No caso dos bancos, se trata de agentes tradicionais que podem prover recursos financeiros como conhecimento e assistência técnica para os desafios tradicionais e também para questões globais, como clima, pandemia e outros. A reforma dos bancos deve alavancar recursos e fazer com que eles operem de forma mais eficiente, com mais velocidade, gerando impacto nas áreas que desejamos, com um alinhamento entre as operações das instituições.

Além disso, precisamos fazer com que os programas e projetos possam atrair mais capital privado. Há uma percepção de que somente as fontes oficiais de recursos domésticas ou internacionais são incapazes de financiar os trilhões que precisamos. Grande parte desses recursos virá do setor privado. Então, como desenhar mecanismos de mitigação de risco que permitam ampliar os recursos públicos e privados para financiar a transição climática. 

No grupo de Finanças Sustentáveis, uma das grandes prioridades é a reforma dos fundos multilaterais do clima. Como, por exemplo, o fundo global do clima, o fundo do meio ambiente e os fundos de adaptação. Nesse sentido, estamos promovendo uma revisão independente, para que os recursos concessionais desses fundos possam ser direcionados de forma mais ágil para a transição climática e os desafios ambientais.

Voltando ao tema da cooperação tributária internacional, a senhora já havia comentado sobre a tributação das multinacionais estabelecida pelo G20 e a OCDE, como a experiência com esse acordo pode servir para avançar as negociações sobre tributação progressiva em 2024?

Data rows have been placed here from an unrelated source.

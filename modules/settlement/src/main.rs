use chrono::Utc;
use std::sync::Arc;
use std::time::Duration;
use tokio::time::{interval, MissedTickBehavior};
use tracing_subscriber::EnvFilter;

use settlement_rs::{
    app::App,
    config::{Config, ConfigError},
    services::{ClearingTransferService, SettlementService},
    start_finalize_worker, SettlementError,
};

#[tokio::main]
async fn main() {
    dotenvy::dotenv().ok();

    tracing_subscriber::fmt()
        .with_env_filter(EnvFilter::try_from_default_env().unwrap_or_else(|_| "info".into()))
        .init();

    tracing::info!("Starting settlement service...");

    let config = Config::from_env().expect("Failed to load configuration from environment");

    tracing::info!(
        "Configuration loaded: ledger_backend={}, base_currency={}, reports_per_run={}",
        config.ledger_backend,
        config.settlement.base_currency,
        config.settlement.reports_per_run
    );

    let daily_interval = config.daily_interval;
    let hourly_interval = config.hourly_interval;

    let app = App::build(config).await.expect("Failed to start settlement services");

    let worker = start_finalize_worker(app.finalize_jobs, app.finalize.clone());

    let daily = tokio::spawn(run_daily(app.settlement.clone(), daily_interval));
    let hourly = tokio::spawn(run_hourly(app.settlement.clone(), app.transfers.clone(), hourly_interval));

    tokio::signal::ctrl_c().await.expect("Failed to listen for shutdown signal");
    tracing::info!("Shutdown signal received, stopping schedulers");

    daily.abort();
    hourly.abort();
    worker.abort();
}

async fn run_daily(settlement: Arc<SettlementService>, period: Duration) {
    let mut ticker = interval(period);
    ticker.set_missed_tick_behavior(MissedTickBehavior::Delay);

    loop {
        ticker.tick().await;
        match settlement.run_daily_sync(Utc::now()).await {
            Ok(summary) => tracing::info!(
                listed = summary.listed,
                posted = summary.posted(),
                failed = summary.failures.len(),
                "Daily settlement sync complete"
            ),
            Err(e) => log_run_error("daily_sync", &e),
        }
    }
}

async fn run_hourly(settlement: Arc<SettlementService>, transfers: ClearingTransferService, period: Duration) {
    let mut ticker = interval(period);
    ticker.set_missed_tick_behavior(MissedTickBehavior::Delay);

    loop {
        ticker.tick().await;
        match settlement.run_late_allocation_sweep(Utc::now()).await {
            Ok(summary) => tracing::info!(
                revisited = summary.listed,
                failed = summary.failures.len(),
                "Late allocation sweep complete"
            ),
            Err(e) => log_run_error("late_allocation_sweep", &e),
        }

        match transfers.run(Utc::now()).await {
            Ok(summary) => tracing::info!(
                created = summary.created.len(),
                not_due = summary.not_due,
                failed = summary.failed,
                "Clearing transfers complete"
            ),
            Err(e) => tracing::error!(
                category = %e.category(),
                error = %e,
                "Clearing transfer run failed"
            ),
        }
    }
}

fn log_run_error(run: &str, e: &SettlementError) {
    if matches!(e, SettlementError::Config(ConfigError::SyncDisabled)) {
        tracing::warn!(run = %run, "Skipped, settlement sync is disabled");
        return;
    }
    tracing::error!(run = %run, category = %e.category(), error = %e, "Scheduled run failed");
}
//! Settlement orchestrator
//!
//! Entry points for the scheduler and the admin runner:
//!
//! - [`SettlementService::run_daily_sync`] lists the newest reports and runs
//!   each one through [`SettlementService::process_report`]
//! - [`SettlementService::run_late_allocation_sweep`] revisits reports that
//!   already have a final posting and attaches documents that arrived late
//!
//! Every report is its own unit of work: failures are logged with their
//! category and the batch moves on. A fatal failure disables the sync until
//! an operator re-enables it.

use chrono::{DateTime, Duration as ChronoDuration, NaiveDate, Utc};
use std::sync::atomic::{AtomicBool, Ordering};
use std::sync::Arc;
use tracing::Instrument;

use super::allocation_service::{AllocationService, AllocationSummary};
use super::credit_note_service::CreditNoteService;
use super::fx_service::FxService;
use super::posting_builder::{BuildDiagnostics, PostingBuilder};
use crate::config::{ConfigError, SettlementSettings};
use crate::error::{ErrorCategory, SettlementError, SettlementResult};
use crate::ingest::{FetchSettings, ReportFetcher};
use crate::jobs::{FinalizeJob, JobLane, JobQueue};
use crate::ledger::LedgerPort;
use crate::marketplace::ReportSource;
use crate::models::{PostingId, PostingStatus, ReportSummary, SettlementReport};
use crate::retry::retry_locked;
use crate::validation::validate_draft;

/// What processing one report amounted to
#[derive(Debug, Clone, PartialEq)]
pub enum ReportOutcome {
    /// First pass: provisional posting stored and finalize queued
    Posted {
        posting_id: PostingId,
        lines: usize,
        lane: JobLane,
        diagnostics: BuildDiagnostics,
    },
    /// A provisional posting already existed; finalize re-queued
    DraftRequeued { posting_id: PostingId },
    /// Report already final; late documents attached
    LateAllocated(AllocationSummary),
    /// No net transfer row
    NothingToPost,
    /// Settlement period ends before the configured cut-off
    BeforeCutoff,
}

#[derive(Debug, Clone, PartialEq)]
pub struct ReportFailure {
    pub report_id: String,
    pub category: ErrorCategory,
    pub message: String,
}

#[derive(Debug, Clone, Default, PartialEq)]
pub struct SyncSummary {
    pub listed: usize,
    pub outcomes: Vec<(String, ReportOutcome)>,
    pub failures: Vec<ReportFailure>,
    /// Set when a fatal failure switched the sync off during this run
    pub sync_disabled: bool,
}

impl SyncSummary {
    pub fn posted(&self) -> usize {
        self.outcomes
            .iter()
            .filter(|(_, o)| matches!(o, ReportOutcome::Posted { .. }))
            .count()
    }
}

/// Earliest report creation time to list, or `None` when the cut-off lies
/// in the future and nothing can qualify
pub fn listing_since(settings: &SettlementSettings, now: DateTime<Utc>) -> Option<DateTime<Utc>> {
    match settings.after_date {
        Some(after) if after > now.date_naive() => None,
        Some(after) => after.and_hms_opt(0, 0, 0).map(|dt| dt.and_utc()),
        None => Some(now - ChronoDuration::days(settings.days_back)),
    }
}

fn before_cutoff(after_date: Option<NaiveDate>, report: &SettlementReport) -> bool {
    match (after_date, report.header.settlement_end) {
        (Some(after), Some(end)) => end < after,
        _ => false,
    }
}

pub struct SettlementService {
    source: Arc<dyn ReportSource>,
    fetcher: ReportFetcher,
    ledger: Arc<dyn LedgerPort>,
    builder: PostingBuilder,
    allocation: AllocationService,
    jobs: Arc<dyn JobQueue>,
    settings: Arc<SettlementSettings>,
    sync_enabled: AtomicBool,
}

impl SettlementService {
    pub fn new(
        settings: Arc<SettlementSettings>,
        source: Arc<dyn ReportSource>,
        fetch_settings: FetchSettings,
        ledger: Arc<dyn LedgerPort>,
        fx: Arc<FxService>,
        jobs: Arc<dyn JobQueue>,
    ) -> Self {
        let fetcher = ReportFetcher::new(source.clone(), fetch_settings);
        let builder = PostingBuilder::new(settings.clone(), ledger.clone(), fx);
        let credit_notes = CreditNoteService::new(ledger.clone(), settings.accounts.clone());
        let allocation = AllocationService::new(ledger.clone(), credit_notes);
        Self {
            source,
            fetcher,
            ledger,
            builder,
            allocation,
            jobs,
            settings,
            sync_enabled: AtomicBool::new(true),
        }
    }

    pub fn is_sync_enabled(&self) -> bool {
        self.sync_enabled.load(Ordering::SeqCst)
    }

    pub fn enable_sync(&self) {
        if !self.sync_enabled.swap(true, Ordering::SeqCst) {
            tracing::info!("Settlement sync re-enabled");
        }
    }

    fn disable_sync(&self, reason: &str) {
        self.sync_enabled.store(false, Ordering::SeqCst);
        tracing::error!(
            category = %ErrorCategory::Fatal,
            reason = %reason,
            "Settlement sync disabled until re-enabled"
        );
    }

    /// Process the newest reports, newest first
    pub async fn run_daily_sync(&self, now: DateTime<Utc>) -> SettlementResult<SyncSummary> {
        let reports = self.list_candidates(now).await?;
        let reports: Vec<ReportSummary> = reports.into_iter().take(self.settings.reports_per_run).collect();
        tracing::info!(count = reports.len(), "Starting settlement sync");
        self.run_batch(&reports).await
    }

    /// Revisit already-final reports in the listing window
    pub async fn run_late_allocation_sweep(&self, now: DateTime<Utc>) -> SettlementResult<SyncSummary> {
        let mut finals = Vec::new();
        for summary in self.list_candidates(now).await? {
            if self
                .ledger
                .find_posting(&summary.report_id, PostingStatus::Final)
                .await?
                .is_some()
            {
                finals.push(summary);
            }
        }
        tracing::info!(count = finals.len(), "Starting late allocation sweep");
        self.run_batch(&finals).await
    }

    async fn list_candidates(&self, now: DateTime<Utc>) -> SettlementResult<Vec<ReportSummary>> {
        if !self.is_sync_enabled() {
            tracing::warn!("Settlement sync is disabled, skipping run");
            return Err(ConfigError::SyncDisabled.into());
        }
        let Some(since) = listing_since(&self.settings, now) else {
            tracing::info!(after_date = ?self.settings.after_date, "Cut-off date is in the future, nothing to list");
            return Ok(Vec::new());
        };

        let mut reports = match self.source.list_reports(since).await {
            Ok(reports) => reports,
            Err(e) => {
                if e.category().is_fatal() {
                    self.disable_sync(&e.to_string());
                }
                return Err(e.into());
            }
        };
        reports.sort_by(|a, b| b.sort_key().cmp(&a.sort_key()));
        Ok(reports)
    }

    async fn run_batch(&self, reports: &[ReportSummary]) -> SettlementResult<SyncSummary> {
        let mut summary = SyncSummary {
            listed: reports.len(),
            ..Default::default()
        };

        for (idx, report) in reports.iter().enumerate() {
            let span = tracing::info_span!("process_settlement_report", report_id = %report.report_id);
            let result = self.process_report(report).instrument(span).await;

            match result {
                Ok(outcome) => summary.outcomes.push((report.report_id.clone(), outcome)),
                Err(e) => {
                    let category = e.category();
                    tracing::error!(
                        report_id = %report.report_id,
                        category = %category,
                        error = %e,
                        "Settlement report failed, skipping"
                    );
                    summary.failures.push(ReportFailure {
                        report_id: report.report_id.clone(),
                        category,
                        message: e.to_string(),
                    });
                    // The rest of the batch still runs; the flag stops the next run.
                    if category.is_fatal() && !summary.sync_disabled {
                        self.disable_sync(&e.to_string());
                        summary.sync_disabled = true;
                    }
                }
            }

            if idx + 1 < reports.len() {
                tokio::time::sleep(self.settings.report_spacing).await;
            }
        }

        tracing::info!(
            listed = summary.listed,
            posted = summary.posted(),
            failed = summary.failures.len(),
            "Settlement batch finished"
        );
        Ok(summary)
    }

    /// Fetch one listed report and process it
    pub async fn process_report(&self, summary: &ReportSummary) -> SettlementResult<ReportOutcome> {
        let report = self.fetcher.fetch(summary).await?;
        self.process_fetched(&report).await
    }

    /// First pass, draft re-use or late allocation, depending on what the
    /// ledger already holds for the report
    pub async fn process_fetched(&self, report: &SettlementReport) -> SettlementResult<ReportOutcome> {
        let report_id = report.report_id();

        if before_cutoff(self.settings.after_date, report) {
            tracing::info!(
                report_id = %report_id,
                settlement_end = ?report.header.settlement_end,
                "Settlement ends before cut-off date, skipping"
            );
            return Ok(ReportOutcome::BeforeCutoff);
        }

        if let Some(posting) = self.ledger.find_posting(report_id, PostingStatus::Final).await? {
            let Some(prepared) = self.builder.prepare(report).await? else {
                return Ok(ReportOutcome::NothingToPost);
            };
            let allocated = self.allocation.allocate_late(&posting, &prepared).await?;
            return Ok(ReportOutcome::LateAllocated(allocated));
        }

        if let Some(draft) = self
            .ledger
            .find_posting(report_id, PostingStatus::Provisional)
            .await?
        {
            let lane = self.lane_for(draft.lines.len());
            self.enqueue_finalize(draft.id, report_id, lane).await?;
            tracing::info!(
                report_id = %report_id,
                posting_id = %draft.id,
                "Provisional posting exists, finalize re-queued"
            );
            return Ok(ReportOutcome::DraftRequeued { posting_id: draft.id });
        }

        let Some(built) = self.builder.build(report).await? else {
            return Ok(ReportOutcome::NothingToPost);
        };
        validate_draft(&built.draft, self.settings.currency_precision)?;

        let lines = built.draft.lines.len();
        let lane = self.lane_for(lines);
        let context = format!("create_posting {}", report_id);
        let posting_id = retry_locked(|| self.ledger.create_posting(built.draft.clone()), &context).await?;
        self.enqueue_finalize(posting_id, report_id, lane).await?;

        tracing::info!(
            report_id = %report_id,
            posting_id = %posting_id,
            lines,
            lane = %lane,
            "Provisional posting created"
        );
        Ok(ReportOutcome::Posted {
            posting_id,
            lines,
            lane,
            diagnostics: built.diagnostics,
        })
    }

    fn lane_for(&self, lines: usize) -> JobLane {
        JobLane::for_line_count(lines, self.settings.long_lane_line_threshold)
    }

    async fn enqueue_finalize(&self, posting_id: PostingId, report_id: &str, lane: JobLane) -> SettlementResult<()> {
        self.jobs
            .enqueue(FinalizeJob {
                posting_id,
                report_id: report_id.to_string(),
                lane,
            })
            .await
            .map_err(SettlementError::from)
    }
}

Ajuda bastante por ser um exemplo de como a cooperação Internacional na área tributária pode chegar a resultados concretos. Foi um esforço de muitos anos do projeto da OCDE chamado de Base Erosion and Profit Shifting (BEPS), que visa atacar a erosão da base fiscal e a baixa tributação dos lucros pelas possibilidades de evasão. Hoje, esse projeto não abarca apenas uma cooperação com o G20, é uma solução que envolve 140 países.

Depois quase dez nos de negociação, houve um avanço no consenso sobre a tributação mínima, que já está sendo implementada pelos países. Esse foi um exemplo importante porque mostra que a cooperação tributária também pode avançar, por exemplo, na área da taxação de indivíduos de alta renda. É uma negociação que pode começar por princípios e, em alguns anos, chegar a resultados concretos.

Há seis anos, no início das discussões do Pilar 2, ninguém imaginava chegaríamos com um acordo de taxação mínima das multinacionais. O diálogo e a cooperação na área tributária fizeram com que os países entendessem que era mais benéfico um acordo para evitar a guerra fiscal tributária. Muitas vezes falamos em guerra fiscal entre os estados da federação, com redução de impostos para atrair investimentos. Isso também ocorre no âmbito internacional, em que há países com tributação favorecida que praticamente não possuem impostos sobre a renda.

Hoje, essa prática é desincentivada, com a ideia de que se possa eliminar as áreas de tributação favorecida. O que permite que os países possam implementar impostos mínimos, sem que os investimentos sejam atraídos para outras áreas que não cobram impostos.